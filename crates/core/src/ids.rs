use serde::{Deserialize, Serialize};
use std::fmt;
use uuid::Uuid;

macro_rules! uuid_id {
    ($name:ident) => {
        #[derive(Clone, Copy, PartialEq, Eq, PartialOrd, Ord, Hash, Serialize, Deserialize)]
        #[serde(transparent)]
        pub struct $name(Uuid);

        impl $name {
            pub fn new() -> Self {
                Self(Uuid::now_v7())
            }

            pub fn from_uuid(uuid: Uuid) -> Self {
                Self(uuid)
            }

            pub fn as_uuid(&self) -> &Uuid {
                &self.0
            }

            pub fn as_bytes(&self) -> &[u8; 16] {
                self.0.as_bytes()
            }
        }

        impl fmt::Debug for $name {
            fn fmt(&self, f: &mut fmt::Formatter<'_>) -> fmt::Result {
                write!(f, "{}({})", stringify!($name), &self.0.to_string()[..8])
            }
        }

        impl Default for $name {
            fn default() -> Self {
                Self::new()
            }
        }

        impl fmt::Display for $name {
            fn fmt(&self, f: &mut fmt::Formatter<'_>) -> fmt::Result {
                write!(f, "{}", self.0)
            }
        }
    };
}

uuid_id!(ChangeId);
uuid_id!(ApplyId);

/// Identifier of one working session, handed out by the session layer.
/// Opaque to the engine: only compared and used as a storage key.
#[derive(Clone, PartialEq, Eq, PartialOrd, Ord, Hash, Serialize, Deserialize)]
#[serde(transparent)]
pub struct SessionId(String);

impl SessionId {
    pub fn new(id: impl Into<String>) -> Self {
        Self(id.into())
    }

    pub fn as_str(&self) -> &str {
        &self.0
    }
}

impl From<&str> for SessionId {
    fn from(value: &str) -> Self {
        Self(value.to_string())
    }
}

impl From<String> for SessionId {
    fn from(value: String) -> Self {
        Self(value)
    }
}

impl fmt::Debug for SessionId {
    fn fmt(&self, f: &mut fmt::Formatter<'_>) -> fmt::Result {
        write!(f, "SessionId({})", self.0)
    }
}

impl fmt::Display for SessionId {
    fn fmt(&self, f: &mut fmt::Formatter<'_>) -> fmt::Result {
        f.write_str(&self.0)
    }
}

---*---

EXERCISE OBJECTIVE ▸
What you return must match, line for line, the data from the line containing "impl From<String> for" to its end, both ends included.

EXPECTED ANSWER ▸
impl From<String> for SessionId {
    fn from(value: String) -> Self {
        Self(value)
    }
}

impl fmt::Debug for SessionId {
    fn fmt(&self, f: &mut fmt::Formatter<'_>) -> fmt::Result {
        write!(f, "SessionId({})", self.0)
    }
}

impl fmt::Display for SessionId {
    fn fmt(&self, f: &mut fmt::Formatter<'_>) -> fmt::Result {
        f.write_str(&self.0)
    }
}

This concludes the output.